→ **Items from a dataset**
◇ ◇ ◇ ◇ ◇

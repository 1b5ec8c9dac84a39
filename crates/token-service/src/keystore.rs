//! Passphrase-protected signing key container.
//!
//! A keystore is a JSON document mapping aliases to sealed Ed25519 PKCS#8
//! private keys:
//!
//! ```json
//! {
//!   "version": 1,
//!   "entries": {
//!     "selfsigned": {
//!       "kdf": "pbkdf2-hmac-sha256",
//!       "iterations": 100000,
//!       "salt": "<base64>",
//!       "nonce": "<base64>",
//!       "tag": "<base64>",
//!       "ciphertext": "<base64>"
//!     }
//!   }
//! }
//! ```
//!
//! Each entry has its own salt, so the same passphrase yields a different
//! wrapping key per entry. The wrapping key never leaves [`crypto`].

use crate::crypto::{self, EncryptedKey};
use crate::signer::SigningKey;
use base64::{engine::general_purpose, Engine as _};
use common::secret::{ExposeSecret, SecretBox, SecretString};
use serde::{Deserialize, Serialize};
use std::collections::BTreeMap;
use std::io;
use std::num::NonZeroU32;
use std::path::{Path, PathBuf};
use thiserror::Error;
use tracing::{debug, info, instrument, warn};

pub const KEYSTORE_VERSION: u32 = 1;

pub const KDF_PBKDF2_HMAC_SHA256: &str = "pbkdf2-hmac-sha256";

pub const DEFAULT_KDF_ITERATIONS: u32 = 100_000;

/// Entries sealed with fewer PBKDF2 iterations are refused on load.
pub const MIN_KDF_ITERATIONS: u32 = 10_000;

const SALT_LEN: usize = 16;

#[derive(Debug, Error)]
pub enum KeyStoreError {
    #[error("Keystore not found: {}", .0.display())]
    NotFound(PathBuf),

    #[error("Failed to access keystore {}: {source}", path.display())]
    Io {
        path: PathBuf,
        #[source]
        source: io::Error,
    },

    #[error("Invalid keystore format: {0}")]
    Format(String),

    #[error("Unsupported keystore version: {0}")]
    UnsupportedVersion(u32),

    #[error("Alias not found in keystore: {0}")]
    AliasNotFound(String),

    /// Wrong passphrase, or the entry was modified.
    #[error("Failed to unseal keystore entry {0}")]
    Decryption(String),

    #[error("Keystore entry {alias} does not hold an Ed25519 key: {reason}")]
    InvalidKey { alias: String, reason: String },

    #[error("Keystore entry {alias} uses too few KDF iterations: {iterations}")]
    WeakKdf { alias: String, iterations: u32 },
}

#[derive(Debug, Clone, PartialEq, Eq, Serialize, Deserialize)]
struct SealedEntry {
    kdf: String,
    iterations: u32,
    salt: String,
    nonce: String,
    tag: String,
    ciphertext: String,
}

#[derive(Debug, Serialize, Deserialize)]
struct KeyStoreFile {
    version: u32,
    #[serde(default)]
    entries: BTreeMap<String, SealedEntry>,
}

/// Signing keys sealed under a passphrase, keyed by alias.
#[derive(Debug, Clone, Default, PartialEq, Eq)]
pub struct KeyStore {
    entries: BTreeMap<String, SealedEntry>,
}

impl KeyStore {
    pub fn new() -> Self {
        Self::default()
    }

    /// Read a keystore file.
    #[instrument(skip_all, fields(path = %path.as_ref().display()))]
    pub fn load(path: impl AsRef<Path>) -> Result<Self, KeyStoreError> {
        let path = path.as_ref();
        let raw = std::fs::read_to_string(path).map_err(|source| {
            if source.kind() == io::ErrorKind::NotFound {
                KeyStoreError::NotFound(path.to_path_buf())
            } else {
                KeyStoreError::Io {
                    path: path.to_path_buf(),
                    source,
                }
            }
        })?;

        let store = Self::from_json(&raw)?;
        debug!(target: "token.keystore", entries = store.entries.len(), "Loaded keystore");
        Ok(store)
    }

    pub fn from_json(raw: &str) -> Result<Self, KeyStoreError> {
        let file: KeyStoreFile =
            serde_json::from_str(raw).map_err(|e| KeyStoreError::Format(e.to_string()))?;

        if file.version != KEYSTORE_VERSION {
            return Err(KeyStoreError::UnsupportedVersion(file.version));
        }

        for (alias, entry) in &file.entries {
            if entry.kdf != KDF_PBKDF2_HMAC_SHA256 {
                return Err(KeyStoreError::Format(format!(
                    "entry {alias} uses unsupported KDF {}",
                    entry.kdf
                )));
            }
            if entry.iterations < MIN_KDF_ITERATIONS {
                return Err(KeyStoreError::WeakKdf {
                    alias: alias.clone(),
                    iterations: entry.iterations,
                });
            }
        }

        Ok(Self {
            entries: file.entries,
        })
    }

    pub fn to_json(&self) -> Result<String, KeyStoreError> {
        let file = KeyStoreFile {
            version: KEYSTORE_VERSION,
            entries: self.entries.clone(),
        };
        serde_json::to_string_pretty(&file).map_err(|e| KeyStoreError::Format(e.to_string()))
    }

    /// Write the keystore, replacing any existing file.
    #[instrument(skip_all, fields(path = %path.as_ref().display()))]
    pub fn save(&self, path: impl AsRef<Path>) -> Result<(), KeyStoreError> {
        let path = path.as_ref();
        std::fs::write(path, self.to_json()?).map_err(|source| KeyStoreError::Io {
            path: path.to_path_buf(),
            source,
        })?;

        info!(target: "token.keystore", entries = self.entries.len(), "Saved keystore");
        Ok(())
    }

    /// Aliases in sorted order.
    pub fn aliases(&self) -> impl Iterator<Item = &str> {
        self.entries.keys().map(String::as_str)
    }

    pub fn contains(&self, alias: &str) -> bool {
        self.entries.contains_key(alias)
    }

    /// Seal `pkcs8` under `passphrase` and store it as `alias`.
    ///
    /// Replaces an existing entry with the same alias.
    pub fn insert(
        &mut self,
        alias: &str,
        pkcs8: &[u8],
        passphrase: &SecretString,
    ) -> Result<(), KeyStoreError> {
        self.insert_with_iterations(alias, pkcs8, passphrase, DEFAULT_KDF_ITERATIONS)
    }

    #[instrument(skip(self, pkcs8, passphrase))]
    pub fn insert_with_iterations(
        &mut self,
        alias: &str,
        pkcs8: &[u8],
        passphrase: &SecretString,
        iterations: u32,
    ) -> Result<(), KeyStoreError> {
        let rounds = NonZeroU32::new(iterations)
            .filter(|n| n.get() >= MIN_KDF_ITERATIONS)
            .ok_or_else(|| KeyStoreError::WeakKdf {
                alias: alias.to_string(),
                iterations,
            })?;

        crypto::ed25519_public_key(pkcs8).map_err(|e| KeyStoreError::InvalidKey {
            alias: alias.to_string(),
            reason: e.to_string(),
        })?;

        let salt = crypto::generate_random_bytes(SALT_LEN)
            .map_err(|e| KeyStoreError::Format(e.to_string()))?;
        let wrapping_key = crypto::derive_wrapping_key(passphrase, &salt, rounds);
        let sealed = crypto::encrypt_private_key(pkcs8, wrapping_key.expose_secret())
            .map_err(|e| KeyStoreError::Format(e.to_string()))?;

        let entry = SealedEntry {
            kdf: KDF_PBKDF2_HMAC_SHA256.to_string(),
            iterations,
            salt: general_purpose::STANDARD.encode(&salt),
            nonce: general_purpose::STANDARD.encode(&sealed.nonce),
            tag: general_purpose::STANDARD.encode(&sealed.tag),
            ciphertext: general_purpose::STANDARD.encode(sealed.encrypted_data.expose_secret()),
        };

        if self.entries.insert(alias.to_string(), entry).is_some() {
            warn!(target: "token.keystore", alias = %alias, "Replaced existing keystore entry");
        }
        Ok(())
    }

    /// Decrypt the entry for `alias` into a signing key whose `kid` is the alias.
    #[instrument(skip(self, passphrase))]
    pub fn unseal(
        &self,
        alias: &str,
        passphrase: &SecretString,
    ) -> Result<SigningKey, KeyStoreError> {
        let entry = self
            .entries
            .get(alias)
            .ok_or_else(|| KeyStoreError::AliasNotFound(alias.to_string()))?;

        let rounds = NonZeroU32::new(entry.iterations)
            .filter(|n| n.get() >= MIN_KDF_ITERATIONS)
            .ok_or_else(|| KeyStoreError::WeakKdf {
                alias: alias.to_string(),
                iterations: entry.iterations,
            })?;

        let decode = |field: &str, value: &str| {
            general_purpose::STANDARD
                .decode(value)
                .map_err(|e| KeyStoreError::Format(format!("entry {alias} field {field}: {e}")))
        };
        let salt = decode("salt", &entry.salt)?;
        let sealed = EncryptedKey {
            encrypted_data: SecretBox::new(Box::new(decode("ciphertext", &entry.ciphertext)?)),
            nonce: decode("nonce", &entry.nonce)?,
            tag: decode("tag", &entry.tag)?,
        };

        let wrapping_key = crypto::derive_wrapping_key(passphrase, &salt, rounds);
        let pkcs8 = crypto::decrypt_private_key(&sealed, wrapping_key.expose_secret())
            .map_err(|_| KeyStoreError::Decryption(alias.to_string()))?;

        SigningKey::from_pkcs8(alias, pkcs8.expose_secret()).map_err(|e| {
            KeyStoreError::InvalidKey {
                alias: alias.to_string(),
                reason: e.to_string(),
            }
        })
    }
}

◇ ◇ ◇ ◇ ◇

→ **ACTION ITEM**
Lines that contain "WeakKdf" are the result; find them in the entries above and copy each one.

→ **RESPONSE AREA**
    WeakKdf { alias: String, iterations: u32 },
                return Err(KeyStoreError::WeakKdf {
            .ok_or_else(|| KeyStoreError::WeakKdf {
            .ok_or_else(|| KeyStoreError::WeakKdf {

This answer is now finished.